- Developer(s): Atari, Inc.
- Publisher(s): Atari, Inc.
- Programmer(s): Bob Polaro Jim Huether
- Artist(s): Alan Murphy
- Series: RealSports
- Platform(s): Atari 2600
- Release: November 1982
- Genre(s): Sports (volleyball)
- Mode(s): Single-player, multiplayer

= RealSports Volleyball =

1982 video game

The blue player has just served the ball.

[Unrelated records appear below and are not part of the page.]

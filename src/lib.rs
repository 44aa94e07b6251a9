//! # u-disjoint
//!
//! Disjoint-set (union-find) primitives for the U-Engine ecosystem.
//!
//! This crate partitions a fixed universe of elements into disjoint sets
//! and answers merge and same-set queries in amortized O(α(n)). It knows
//! nothing about graphs, clustering, or any consumer domain.
//!
//! ## Modules
//!
//! - [`collections`] — [`UnionFind`](collections::UnionFind) arena and the
//!   keyed [`DisjointSetForest`](collections::DisjointSetForest)
//! - [`error`] — [`DisjointSetError`]
//!
//! ## Design Philosophy
//!
//! - **Arena, not pointers**: parents are indices into one vector, and a
//!   root is a node that is its own parent
//! - **Validate, then mutate**: a failing call never rewrites a pointer
//! - **Property-based testing**: partition invariants verified via proptest
//!
//! ## Concurrency
//!
//! `find` compresses paths and therefore takes `&mut self`. Sharing a
//! structure across threads means wrapping the whole thing in one lock.

pub mod collections;
pub mod error;

pub use error::DisjointSetError;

Realsports Volleyball is a volleyball video game written by Bob Polaro and Jim Huether for the Atari 2600 and published by Atari, Inc. in 1982. Polaro also programmed the Atari 2600 port of Defender.

== Development ==
RealSports Volleyball is an enhanced version of programmer Bob Polaro's never released game Volleyball. He asked to make several improvements on it, including better animations and more colourful backgrounds. It is part of the RealSports series of games.

==Reception==
Steve Davidson gave a favorable review to the game in Arcade Express in 1983, and called it "a triumph" (8/10). The game won The Video Game Update magazine's 1982 Awards of Excellence in the "Best New Sports Game" category.

==Reviews==
- Games #44

==Legacy==
The intellectual property rights for the game passed to Hasbro Interactive and were subsequently bought by Infogrames in 2001, which was subsequently renamed Atari SA. It was then re-released for the Atari Flashback 3 in 2011, which was the first console of the Flashback series made by the AtGames company. As of 2021, the game has been included on all subsequent Flashback consoles, including the Flashback 4, 5, 6, 7, 8, 9, and X.